Irrational Sports Fans and Investors

My family and I are Padres fans, and we enjoy watching games and following the team throughout the season. Of course, being a San Diego sports fan can sometimes be a frustrating experience, considering our city has yet to win a major professional sports championship. There have been plenty of hopeful seasons for both the Padres and the Chargers (back when they were still in San Diego — my fandom ended when they left), but none have ultimately delivered a title.

 

What always stands out to me, though, is the emotional roller coaster sports fans willingly put themselves through. I’m reminded of this every time I hear the endless stream of reactions from season to season, game to game, or even pitch to pitch.

 

Occasionally, I’ll browse online comments or listen to local sports radio, and it’s amazing to hear what fans say after a win or loss. One week the team is terrible, the next week they’re championship contenders, and then the cycle repeats — all based on the most recent emotional experience.
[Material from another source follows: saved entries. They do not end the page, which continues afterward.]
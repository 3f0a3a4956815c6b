//! Human-unit to 7-bit value transforms
//!
//! A parameter location may carry a transform so callers can write
//! `delay.time_ms = 300` or `amp.model = "JCM800"` instead of raw bytes.

use std::collections::{BTreeMap, HashMap};
use std::sync::OnceLock;

use serde::{Deserialize, Serialize};

use crate::error::{ProtocolError, ProtocolResult};

/// Caller-supplied value before transformation
#[derive(Debug, Clone, PartialEq)]
pub enum TransformInput {
    Number(f64),
    Name(String),
    Flag(bool),
}

impl From<f64> for TransformInput {
    fn from(value: f64) -> Self {
        Self::Number(value)
    }
}

impl From<u8> for TransformInput {
    fn from(value: u8) -> Self {
        Self::Number(f64::from(value))
    }
}

impl From<bool> for TransformInput {
    fn from(value: bool) -> Self {
        Self::Flag(value)
    }
}

impl From<&str> for TransformInput {
    fn from(value: &str) -> Self {
        Self::Name(value.to_string())
    }
}

/// Mapping from a human value onto 0-127
#[derive(Debug, Clone, PartialEq, Default, Serialize, Deserialize)]
#[serde(tag = "kind", rename_all = "snake_case")]
pub enum ValueTransform {
    /// Integer 0-127, passed through
    #[default]
    Raw,
    /// `value / scale` clamped to 0..1, scaled to 0-127
    Normalized {
        #[serde(default = "default_scale")]
        scale: f64,
    },
    /// Milliseconds on the device's piecewise time scale
    LogTime,
    /// Hertz on a logarithmic 0.1-20 Hz scale
    LogRate,
    /// Named values, matched case-insensitively
    Choice { choices: BTreeMap<String, u8> },
    /// Off/on as 0/1
    Toggle,
}

fn default_scale() -> f64 {
    1.0
}

impl ValueTransform {
    /// Build a choice table from static pairs
    pub fn choice(entries: &[(&str, u8)]) -> Self {
        Self::Choice {
            choices: entries
                .iter()
                .map(|(name, value)| (name.to_string(), *value))
                .collect(),
        }
    }

    /// Map `input` to a parameter value, `None` when it has no 7-bit encoding
    pub fn apply(&self, input: &TransformInput) -> Option<u8> {
        match (self, input) {
            (Self::Raw, TransformInput::Number(v)) => {
                let v = v.round();
                (0.0..=127.0).contains(&v).then_some(v as u8)
            }
            (Self::Normalized { scale }, TransformInput::Number(v)) => {
                if *scale <= 0.0 || v.is_nan() {
                    return None;
                }
                Some(((v / scale).clamp(0.0, 1.0) * 127.0).round() as u8)
            }
            (Self::LogTime, TransformInput::Number(ms)) => log_time(*ms),
            (Self::LogRate, TransformInput::Number(hz)) => Some(log_rate(*hz)),
            (Self::Choice { choices }, TransformInput::Name(name)) => choices
                .iter()
                .find(|(key, _)| key.eq_ignore_ascii_case(name))
                .map(|(_, value)| *value & 0x7F),
            (Self::Toggle, TransformInput::Flag(on)) => Some(u8::from(*on)),
            (Self::Toggle, TransformInput::Number(v)) => Some(u8::from(*v != 0.0)),
            _ => None,
        }
    }

    /// Like [`apply`](Self::apply), naming the parameter in the error
    pub fn apply_for(&self, label: &str, input: &TransformInput) -> ProtocolResult<u8> {
        self.apply(input).ok_or_else(|| ProtocolError::ValueOutOfRange {
            label: label.to_string(),
        })
    }
}

fn log_time(ms: f64) -> Option<u8> {
    if ms.is_nan() {
        return None;
    }
    if ms <= 0.0 {
        return Some(0);
    }
    let scaled = if ms <= 50.0 {
        ms * 2.54
    } else if ms <= 500.0 {
        127.0 + (ms - 50.0) * 0.28
    } else {
        255.0 + (ms - 500.0) * 0.1
    };
    let value = scaled.round();
    (value <= 127.0).then_some(value as u8)
}

fn log_rate(hz: f64) -> u8 {
    if hz.is_nan() || hz < 0.1 {
        0
    } else if hz > 20.0 {
        127
    } else {
        (127.0 * (hz / 0.1).log10() / 200f64.log10()).round() as u8
    }
}

const AMP_MODELS: &[(&str, u8)] = &[
    ("BRIT_TOP_BOOST", 0x01),
    ("TWEED_BASSMAN", 0x02),
    ("JCM800", 0x03),
    ("AC30", 0x04),
    ("FENDER_TWIN", 0x05),
    ("MESA_BOOGIE", 0x06),
];

const CAB_MODELS: &[(&str, u8)] = &[
    ("2x12_ALNICO", 0x01),
    ("4x10_TWEED", 0x02),
    ("4x12_VINTAGE", 0x03),
    ("4x12_MODERN", 0x04),
    ("1x12_BLACKFACE", 0x05),
    ("2x12_CELESTION", 0x06),
];

const BOOSTER_TYPES: &[(&str, u8)] = &[
    ("TREBLE", 0x01),
    ("TUBE_SCREAMER", 0x02),
    ("CLEAN", 0x03),
    ("DISTORTION", 0x04),
    ("FUZZ", 0x05),
];

const REVERB_TYPES: &[(&str, u8)] = &[
    ("ROOM", 0x01),
    ("PLATE", 0x02),
    ("HALL", 0x03),
    ("SPRING", 0x04),
    ("CHURCH", 0x05),
];

const MOD_TYPES: &[(&str, u8)] = &[
    ("CHORUS", 0x01),
    ("PHASER", 0x02),
    ("TREMOLO", 0x03),
    ("VIBRATO", 0x04),
    ("FLANGER", 0x05),
];

static REGISTRY: OnceLock<HashMap<&'static str, ValueTransform>> = OnceLock::new();

fn registry() -> &'static HashMap<&'static str, ValueTransform> {
    REGISTRY.get_or_init(|| {
        let unit = ValueTransform::Normalized { scale: 1.0 };
        HashMap::from([
            ("amp.model", ValueTransform::choice(AMP_MODELS)),
            ("amp.cab", ValueTransform::choice(CAB_MODELS)),
            ("amp.gain", unit.clone()),
            ("amp.bass", unit.clone()),
            ("amp.mid", unit.clone()),
            ("amp.treble", unit.clone()),
            ("amp.presence", unit.clone()),
            ("amp.master", unit.clone()),
            ("booster.type", ValueTransform::choice(BOOSTER_TYPES)),
            ("booster.level", unit.clone()),
            ("booster.enabled", ValueTransform::Toggle),
            ("delay.enabled", ValueTransform::Toggle),
            ("delay.time_ms", ValueTransform::LogTime),
            ("delay.feedback", unit.clone()),
            ("delay.mix", unit.clone()),
            ("reverb.enabled", ValueTransform::Toggle),
            ("reverb.type", ValueTransform::choice(REVERB_TYPES)),
            // Decay is normalized against a 3 s maximum
            ("reverb.decay_s", ValueTransform::Normalized { scale: 3.0 }),
            ("reverb.mix", unit.clone()),
            ("mod.enabled", ValueTransform::Toggle),
            ("mod.type", ValueTransform::choice(MOD_TYPES)),
            ("mod.rate_hz", ValueTransform::LogRate),
            ("mod.depth", unit.clone()),
            ("mod.mix", unit),
        ])
    })
}

/// Look up the built-in transform for an effect block parameter
///
/// `section` is the block (`amp`, `booster`, `delay`, `reverb`, `mod`) and
/// `key` the parameter within it.
pub fn builtin_transform(section: &str, key: &str) -> Option<&'static ValueTransform> {
    registry().get(format!("{}.{}", section, key).as_str())
}
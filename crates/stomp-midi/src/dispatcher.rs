//! Paced background sender for queued parameter writes
//!
//! Frames are handed to a dedicated worker thread over a bounded flume
//! channel and sent in FIFO order, no closer together than the configured
//! minimum interval. The worker starts on the first enqueue.
//!
//! ```text
//! tweak_parameter → enqueue → flume → stomp-dispatch thread → Transport::send
//! ```

use std::sync::atomic::{AtomicBool, AtomicU64, Ordering};
use std::sync::{Arc, Mutex, MutexGuard};
use std::thread::{self, JoinHandle};
use std::time::{Duration, Instant};

use flume::{Receiver, RecvTimeoutError, Sender, TrySendError};
use stomp_core::format_hex;

use crate::transport::Transport;
use crate::StompError;

/// How long the worker blocks waiting for work before re-checking the running flag
const IDLE_TIMEOUT: Duration = Duration::from_secs(1);

enum DispatchMessage {
    Frame { frame: Vec<u8>, enqueued_at: Instant },
    /// Sent by `stop()` to cut the idle wait short
    Wake,
}

/// Dispatcher counters
#[derive(Debug, Clone, Copy, Default, PartialEq, Eq)]
pub struct DispatcherStats {
    /// Frames the transport accepted
    pub sent: u64,
    /// Frames the transport rejected (logged and skipped)
    pub failed: u64,
    /// Frames still queued when the dispatcher stopped
    pub discarded: u64,
    /// Frames currently waiting in the queue
    pub queued: usize,
}

#[derive(Default)]
struct Counters {
    sent: AtomicU64,
    failed: AtomicU64,
    discarded: AtomicU64,
}

struct Worker {
    handle: JoinHandle<()>,
    done_rx: Receiver<()>,
}

/// Rate-limited FIFO sender
pub struct RealtimeDispatcher {
    transport: Arc<dyn Transport>,
    queue_tx: Sender<DispatchMessage>,
    queue_rx: Receiver<DispatchMessage>,
    /// Cleared by `stop()`; the worker exits when it sees this false
    running: Arc<AtomicBool>,
    /// Set once by `stop()`
    stopped: AtomicBool,
    worker: Mutex<Option<Worker>>,
    counters: Arc<Counters>,
    min_interval: Duration,
    join_timeout: Duration,
}

impl RealtimeDispatcher {
    pub fn new(
        transport: Arc<dyn Transport>,
        min_interval: Duration,
        queue_capacity: usize,
        join_timeout: Duration,
    ) -> Self {
        let (queue_tx, queue_rx) = flume::bounded(queue_capacity.max(1));
        Self {
            transport,
            queue_tx,
            queue_rx,
            running: Arc::new(AtomicBool::new(true)),
            stopped: AtomicBool::new(false),
            worker: Mutex::new(None),
            counters: Arc::new(Counters::default()),
            min_interval,
            join_timeout,
        }
    }

    /// Queue a frame for paced delivery
    ///
    /// Returns once the frame is queued, not sent. Send failures on the
    /// worker are logged and counted, never reported back.
    pub fn enqueue(&self, frame: Vec<u8>) -> Result<(), StompError> {
        // Held until the frame is queued so `stop()` cannot drain in between
        let mut worker = self.lock_worker();
        self.ensure_running()?;
        if worker.is_none() {
            *worker = Some(self.spawn_worker()?);
        }

        let msg = DispatchMessage::Frame {
            frame,
            enqueued_at: Instant::now(),
        };
        match self.queue_tx.try_send(msg) {
            Ok(()) => Ok(()),
            Err(TrySendError::Full(_)) => {
                log::warn!("[STOMP OUT] Dispatch queue full, rejecting frame");
                Err(StompError::QueueFull)
            }
            Err(TrySendError::Disconnected(_)) => Err(StompError::TransportUnavailable(
                "dispatch queue closed".to_string(),
            )),
        }
    }

    /// Send a frame synchronously, bypassing the queue and pacing
    pub fn send_immediate(&self, frame: &[u8]) -> Result<(), StompError> {
        self.ensure_running()?;
        log::debug!("[STOMP OUT] immediate {}", format_hex(frame));
        self.transport.send(frame)?;
        self.counters.sent.fetch_add(1, Ordering::Relaxed);
        Ok(())
    }

    /// Stop the worker and close the transport
    ///
    /// Waits up to the join timeout for the worker, then detaches it.
    /// Frames still queued are discarded. Safe to call more than once.
    pub fn stop(&self) {
        let worker = {
            let mut worker = self.lock_worker();
            if self.stopped.swap(true, Ordering::SeqCst) {
                return;
            }
            self.running.store(false, Ordering::SeqCst);
            worker.take()
        };
        let _ = self.queue_tx.try_send(DispatchMessage::Wake);

        if let Some(worker) = worker {
            match worker.done_rx.recv_timeout(self.join_timeout) {
                Ok(()) | Err(RecvTimeoutError::Disconnected) => {
                    if worker.handle.join().is_err() {
                        log::error!("STOMP: Dispatcher thread panicked");
                    }
                }
                Err(RecvTimeoutError::Timeout) => {
                    log::warn!(
                        "STOMP: Dispatcher did not stop within {:?}, detaching",
                        self.join_timeout
                    );
                }
            }
        }

        self.transport.close();

        let discarded = self
            .queue_rx
            .drain()
            .filter(|msg| matches!(msg, DispatchMessage::Frame { .. }))
            .count() as u64;
        if discarded > 0 {
            log::info!("STOMP: Discarded {} queued frame(s) on stop", discarded);
            self.counters.discarded.fetch_add(discarded, Ordering::Relaxed);
        }
        log::info!("STOMP: Dispatcher stopped");
    }

    pub fn is_stopped(&self) -> bool {
        self.stopped.load(Ordering::SeqCst)
    }

    pub fn stats(&self) -> DispatcherStats {
        DispatcherStats {
            sent: self.counters.sent.load(Ordering::Relaxed),
            failed: self.counters.failed.load(Ordering::Relaxed),
            discarded: self.counters.discarded.load(Ordering::Relaxed),
            queued: self.queue_rx.len(),
        }
    }

    fn ensure_running(&self) -> Result<(), StompError> {
        if self.is_stopped() {
            return Err(StompError::TransportUnavailable(
                "dispatcher stopped".to_string(),
            ));
        }
        Ok(())
    }

    fn lock_worker(&self) -> MutexGuard<'_, Option<Worker>> {
        self.worker
            .lock()
            .unwrap_or_else(|poisoned| poisoned.into_inner())
    }

    fn spawn_worker(&self) -> Result<Worker, StompError> {
        let (done_tx, done_rx) = flume::bounded(1);
        let transport = self.transport.clone();
        let queue_rx = self.queue_rx.clone();
        let running = self.running.clone();
        let counters = self.counters.clone();
        let min_interval = self.min_interval;

        let handle = thread::Builder::new()
            .name("stomp-dispatch".into())
            .spawn(move || {
                Self::run(transport, queue_rx, running, counters, min_interval);
                let _ = done_tx.send(());
            })
            .map_err(StompError::WorkerSpawn)?;

        Ok(Worker { handle, done_rx })
    }

    /// Worker loop running on the dispatcher thread
    fn run(
        transport: Arc<dyn Transport>,
        queue_rx: Receiver<DispatchMessage>,
        running: Arc<AtomicBool>,
        counters: Arc<Counters>,
        min_interval: Duration,
    ) {
        log::info!("STOMP: Dispatcher started (min interval {:?})", min_interval);
        let mut last_send: Option<Instant> = None;

        while running.load(Ordering::SeqCst) {
            let (frame, enqueued_at) = match queue_rx.recv_timeout(IDLE_TIMEOUT) {
                Ok(DispatchMessage::Frame { frame, enqueued_at }) => (frame, enqueued_at),
                Ok(DispatchMessage::Wake) => continue,
                Err(RecvTimeoutError::Timeout) => continue,
                Err(RecvTimeoutError::Disconnected) => break,
            };

            if let Some(last) = last_send {
                let elapsed = last.elapsed();
                if elapsed < min_interval {
                    thread::sleep(min_interval - elapsed);
                }
            }
            if !running.load(Ordering::SeqCst) {
                counters.discarded.fetch_add(1, Ordering::Relaxed);
                break;
            }

            match transport.send(&frame) {
                Ok(()) => {
                    log::debug!("[STOMP OUT] {}", format_hex(&frame));
                    log::trace!("[STOMP OUT] queue latency {:?}", enqueued_at.elapsed());
                    counters.sent.fetch_add(1, Ordering::Relaxed);
                }
                Err(e) => {
                    log::warn!("[STOMP OUT] Send failed, skipping frame: {}", e);
                    counters.failed.fetch_add(1, Ordering::Relaxed);
                }
            }
            last_send = Some(Instant::now());
        }

        log::info!("STOMP: Dispatcher thread exiting");
    }
}

impl Drop for RealtimeDispatcher {
    fn drop(&mut self) {
        self.stop();
    }
}
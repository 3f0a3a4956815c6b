//! Live SysEx session for the Yamaha Magicstomp
//!
//! This crate provides:
//! - MIDI port discovery and connection via midir
//! - A paced background dispatcher for real-time parameter writes
//! - Last-value deduplication so repeated tweaks don't flood the device
//! - Patch dump requests with reassembly of the multi-message response
//! - YAML session configuration
//!
//! # Architecture
//!
//! ```text
//! caller → StompSession ─┬─ immediate ─────────────────────────→ Transport
//!                        ├─ queued → flume → stomp-dispatch ───→ Transport
//!                        └─ request_patch ← PatchReceiver ←──── Transport
//! ```
//!
//! Frame encoding lives in `stomp-core`; this crate only moves bytes.

mod cache;
mod config;
mod connection;
mod dispatcher;
mod receiver;
mod session;
mod transport;

pub use cache::ParameterCache;
pub use config::{default_config_path, load_stomp_config, read_stomp_config, StompConfig};
pub use connection::{list_input_ports, list_output_ports, normalize_port_name, select_port};
pub use dispatcher::{DispatcherStats, RealtimeDispatcher};
pub use receiver::{PatchAssembly, PatchReceiver, ReceiverState};
pub use session::StompSession;
pub use transport::{MidirTransport, Transport, TransportError};

use stomp_core::ProtocolError;

/// Error type for session operations
#[derive(Debug, thiserror::Error)]
pub enum StompError {
    #[error("Invalid parameter write: {0}")]
    Protocol(#[from] ProtocolError),

    #[error("MIDI transport unavailable: {0}")]
    TransportUnavailable(String),

    #[error("MIDI send failed: {0}")]
    SendFailed(#[from] TransportError),

    #[error("Dispatch queue is full")]
    QueueFull,

    #[error("Failed to spawn dispatcher thread: {0}")]
    WorkerSpawn(std::io::Error),

    #[error("Failed to load configuration: {0}")]
    Config(#[from] anyhow::Error),
}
That same love-hate relationship often extends to players, managers, coaches, and the entire organization. When we zoom out and take a longer-term perspective, things are usually neither as good nor as bad as our emotions make them seem in the moment.

 

I enjoy reading books about human behavior and decision-making, and I’ve come to realize just how irrational people can be in the way they think and act. That awareness has encouraged me to occasionally step back and ask myself whether I’m approaching a given situation rationally or emotionally.

 

I think it’s safe to say that both sports fans and investors can behave irrationally at times, often heavily influenced by recent headlines, outcomes, and emotions.

 

The psychological and emotional factors we all experience undoubtedly influence our decision-making. The field of Behavioral Economics studies these tendencies and the many ways our minds can distort reality or lead us astray. Unfortunately, these instincts can often hurt us more than help us.

 

One example is the concept of loss aversion — the idea that the pain of losing something feels roughly twice as powerful as the pleasure of gaining something equivalent. For investors, a 20% gain in a portfolio feels good, but a 20% decline often feels far worse emotionally.

 

As a sports fan, emotions can actually enhance the experience when kept in perspective. They create excitement, anticipation, disappointment, and memorable moments — all of which tend to fade with time. In investing, however, emotions often lead us away from wise long-term decisions rather than toward them.

 

The following quotes come to mind:

“Emotion is one of the investor's greatest enemies.” — Howard Marks

“It’s an easy game, if you can control your emotions.” — Warren Buffett

“The investor’s chief problem — and even his worst enemy — is likely to be himself.” — Benjamin Graham

“It (baseball) breaks your heart. It is designed to break your heart.” — A. Bartlett Giamatti

 

So whether you’re a sports fan or an investor, it’s important to recognize the role emotions can play in your decisions and reactions. After the dust settles, a clearer and more rational perspective usually emerges.